use anyhow::{Context, Result};
use clap::{Parser, Subcommand};
use std::fs::File;
use std::io::{self, BufWriter, Write};

use crate::application::{AppError, ExpenseDraft, ExpenseStore};
use crate::config::{Config, DEFAULT_DATABASE};
use crate::domain::{format_cents, Category, Expense, ExpenseId};
use crate::io::Exporter;
use crate::storage::{SlotRepository, SlotStore};

/// ExpTrak - Personal Expense Tracker
#[derive(Parser)]
#[command(name = "exptrak")]
#[command(about = "Track your expenses and see where the money goes")]
#[command(version)]
pub struct Cli {
    /// Database file path
    #[arg(short, long, env = "EXPTRAK_DATABASE", default_value = DEFAULT_DATABASE)]
    pub database: String,

    /// Refuse writes that would store more than this many bytes
    #[arg(long, env = "EXPTRAK_QUOTA_BYTES")]
    pub quota_bytes: Option<usize>,

    /// Enable verbose (debug) logging
    #[arg(short, long, global = true)]
    pub verbose: bool,

    #[command(subcommand)]
    pub command: Commands,
}

#[derive(Subcommand)]
pub enum Commands {
    /// Initialize a new database
    Init,

    /// Record a new expense
    Add {
        /// Amount spent (e.g., "12.50" or "12")
        amount: String,

        /// Category: Food, Transportation, Entertainment, Rent, Other
        #[arg(short, long)]
        category: String,

        /// Date of the expense (YYYY-MM-DD)
        #[arg(long)]
        date: String,

        /// Optional description
        #[arg(short, long)]
        description: Option<String>,
    },

    /// Edit an existing expense; omitted fields keep their current value
    Update {
        /// Expense ID
        id: String,

        /// New amount
        #[arg(short, long)]
        amount: Option<String>,

        /// New category
        #[arg(short, long)]
        category: Option<String>,

        /// New date (YYYY-MM-DD)
        #[arg(long)]
        date: Option<String>,

        /// New description (pass "" to clear it)
        #[arg(short, long)]
        description: Option<String>,
    },

    /// Delete an expense
    Remove {
        /// Expense ID
        id: String,
    },

    /// List expenses in the order they were recorded
    List {
        /// Only show this category
        #[arg(short, long)]
        category: Option<String>,

        /// Show at most this many (the most recent ones)
        #[arg(short, long)]
        limit: Option<usize>,
    },

    /// Show the most recently recorded expenses
    Recent {
        /// Number of expenses to show
        #[arg(short = 'n', long, default_value = "5")]
        count: usize,
    },

    /// Total spending and breakdown by category
    Summary {
        /// Output format: table, json
        #[arg(long, default_value = "table")]
        format: String,
    },

    /// List the available categories
    Categories,

    /// Export expenses to CSV or JSON
    Export {
        /// Format: csv, json
        format: String,

        /// Output file (stdout if omitted)
        #[arg(short, long)]
        output: Option<String>,
    },
}

impl Cli {
    pub fn config(&self) -> Config {
        Config {
            database: self.database.clone(),
            quota_bytes: self.quota_bytes,
        }
    }

    pub async fn run(self) -> Result<()> {
        let config = self.config();

        match self.command {
            Commands::Init => {
                config.init_storage().await?;
                println!("Database initialized: {}", config.database);
            }

            Commands::Add {
                amount,
                category,
                date,
                description,
            } => {
                let mut store = open_store(&config).await?;
                let draft = ExpenseDraft {
                    amount,
                    category,
                    date,
                    description: description.unwrap_or_default(),
                };
                let expense = store.add(draft.validate()?).await?;
                println!(
                    "Recorded expense: {} {} on {} ({})",
                    format_cents(expense.amount),
                    expense.category_label(),
                    expense.date,
                    expense.id
                );
            }

            Commands::Update {
                id,
                amount,
                category,
                date,
                description,
            } => {
                let mut store = open_store(&config).await?;
                let id = parse_id(&id)?;
                let changes = ExpenseChanges {
                    amount,
                    category,
                    date,
                    description,
                };
                let updated = update_expense(&mut store, id, changes).await?;
                println!(
                    "Updated expense {}: {} {} on {}",
                    id,
                    format_cents(updated.amount),
                    updated.category_label(),
                    updated.date
                );
            }

            Commands::Remove { id } => {
                let mut store = open_store(&config).await?;
                let id = parse_id(&id)?;
                remove_expense(&mut store, id).await?;
                println!("Removed expense {}", id);
            }

            Commands::List { category, limit } => {
                let store = open_store(&config).await?;
                run_list_command(&store, category, limit)?;
            }

            Commands::Recent { count } => {
                let store = open_store(&config).await?;
                let recent = store.recent(count);
                if recent.is_empty() {
                    println!("Start tracking your spending!");
                } else {
                    print_expenses(recent.iter());
                }
            }

            Commands::Summary { format } => {
                let store = open_store(&config).await?;
                run_summary_command(&store, &format)?;
            }

            Commands::Categories => {
                let store = open_store(&config).await?;
                for category in store.categories() {
                    println!("{}", category);
                }
            }

            Commands::Export { format, output } => {
                let store = open_store(&config).await?;
                run_export_command(&store, &format, output)?;
            }
        }

        Ok(())
    }
}

/// Field edits for `update`; `None` keeps the stored value.
#[derive(Debug, Default)]
pub struct ExpenseChanges {
    pub amount: Option<String>,
    pub category: Option<String>,
    pub date: Option<String>,
    pub description: Option<String>,
}

/// Draft of `current` with `changes` laid over it.
pub fn merge_draft(current: &Expense, changes: ExpenseChanges) -> ExpenseDraft {
    let mut draft = ExpenseDraft::from_expense(current);
    if let Some(amount) = changes.amount {
        draft.amount = amount;
    }
    if let Some(category) = changes.category {
        draft.category = category;
    }
    if let Some(date) = changes.date {
        draft.date = date;
    }
    if let Some(description) = changes.description {
        draft.description = description;
    }
    draft
}

/// Apply `changes` to the stored expense `id`, validating the merged result.
pub async fn update_expense<S: SlotStore>(
    store: &mut ExpenseStore<S>,
    id: ExpenseId,
    changes: ExpenseChanges,
) -> Result<Expense, AppError> {
    let current = store.get(id).ok_or(AppError::ExpenseNotFound(id))?;
    let updated = Expense::from_new(id, merge_draft(current, changes).validate()?);
    if !store.update(updated.clone()).await? {
        return Err(AppError::ExpenseNotFound(id));
    }
    Ok(updated)
}

/// Remove the stored expense `id`, reporting a missing id as an error.
pub async fn remove_expense<S: SlotStore>(
    store: &mut ExpenseStore<S>,
    id: ExpenseId,
) -> Result<(), AppError> {
    if !store.remove(id).await? {
        return Err(AppError::ExpenseNotFound(id));
    }
    Ok(())
}

async fn open_store(config: &Config) -> Result<ExpenseStore<SlotRepository>> {
    config.open_store().await.with_context(|| {
        format!(
            "Cannot open '{}' (run 'exptrak init' to create it)",
            config.database
        )
    })
}

fn parse_id(id: &str) -> Result<ExpenseId> {
    id.parse()
        .with_context(|| format!("Invalid expense ID '{}' (expected a number)", id))
}

fn run_list_command<S: SlotStore>(
    store: &ExpenseStore<S>,
    category: Option<String>,
    limit: Option<usize>,
) -> Result<()> {
    let category = category
        .map(|c| {
            Category::parse(&c).with_context(|| format!("Unknown category '{}'", c))
        })
        .transpose()?;

    let mut matching: Vec<&Expense> = store
        .expenses()
        .iter()
        .filter(|e| category.is_none() || e.category == category)
        .collect();

    if let Some(limit) = limit {
        let skip = matching.len().saturating_sub(limit);
        matching.drain(..skip);
    }

    if matching.is_empty() {
        println!("No expenses found.");
    } else {
        print_expenses(matching.into_iter());
    }
    Ok(())
}

fn run_summary_command<S: SlotStore>(store: &ExpenseStore<S>, format: &str) -> Result<()> {
    let summary = store.summary();

    match format {
        "json" => {
            println!("{}", serde_json::to_string_pretty(&summary)?);
        }
        "table" => {
            println!("Total Expenses: {}", format_cents(summary.total));
            println!("Recorded:       {}", summary.count);
            println!();

            if summary.categories.is_empty() {
                println!("No expenses to summarize.");
                return Ok(());
            }

            println!("{:<16} {:>12} {:>6} {:>7}", "CATEGORY", "TOTAL", "COUNT", "SHARE");
            println!("{}", "-".repeat(44));
            for cat in &summary.categories {
                println!(
                    "{:<16} {:>12} {:>6} {:>6.1}%",
                    cat.category,
                    format_cents(cat.total),
                    cat.count,
                    cat.percentage
                );
            }
        }
        other => anyhow::bail!("Unknown format '{}'. Use: table, json", other),
    }
    Ok(())
}

fn run_export_command<S: SlotStore>(
    store: &ExpenseStore<S>,
    format: &str,
    output: Option<String>,
) -> Result<()> {
    let writer: Box<dyn Write> = match &output {
        Some(path) => Box::new(BufWriter::new(
            File::create(path).with_context(|| format!("Failed to create '{}'", path))?,
        )),
        None => Box::new(io::stdout().lock()),
    };

    let exporter = Exporter::new(store.expenses());
    let count = match format {
        "csv" => exporter.export_csv(writer)?,
        "json" => exporter.export_json(writer)?.expenses.len(),
        other => anyhow::bail!("Unknown export format '{}'. Use: csv, json", other),
    };

    if let Some(path) = output {
        eprintln!("Exported {} expense(s) to {}", count, path);
    }
    Ok(())
}

fn print_expenses<'a>(expenses: impl Iterator<Item = &'a Expense>) {
    println!(
        "{:<15} {:<12} {:>10} {:<15} DESCRIPTION",
        "ID", "DATE", "AMOUNT", "CATEGORY"
    );
    println!("{}", "-".repeat(70));
    for expense in expenses {
        println!(
            "{:<15} {:<12} {:>10} {:<15} {}",
            expense.id,
            expense.date.format("%Y-%m-%d"),
            format_cents(expense.amount),
            expense.category_label(),
            truncate(expense.description.as_deref().unwrap_or(""), 30)
        );
    }
}

fn truncate(s: &str, max_len: usize) -> String {
    if s.chars().count() <= max_len {
        s.to_string()
    } else {
        let head: String = s.chars().take(max_len.saturating_sub(3)).collect();
        format!("{}...", head)
    }
}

PROBLEM ▸ Copy out the lines of the data where the string "SlotStore" occurs.

WRITTEN RESPONSE ▸
use crate::storage::{SlotRepository, SlotStore};
pub async fn update_expense<S: SlotStore>(
pub async fn remove_expense<S: SlotStore>(
fn run_list_command<S: SlotStore>(
fn run_summary_command<S: SlotStore>(store: &ExpenseStore<S>, format: &str) -> Result<()> {
fn run_export_command<S: SlotStore>(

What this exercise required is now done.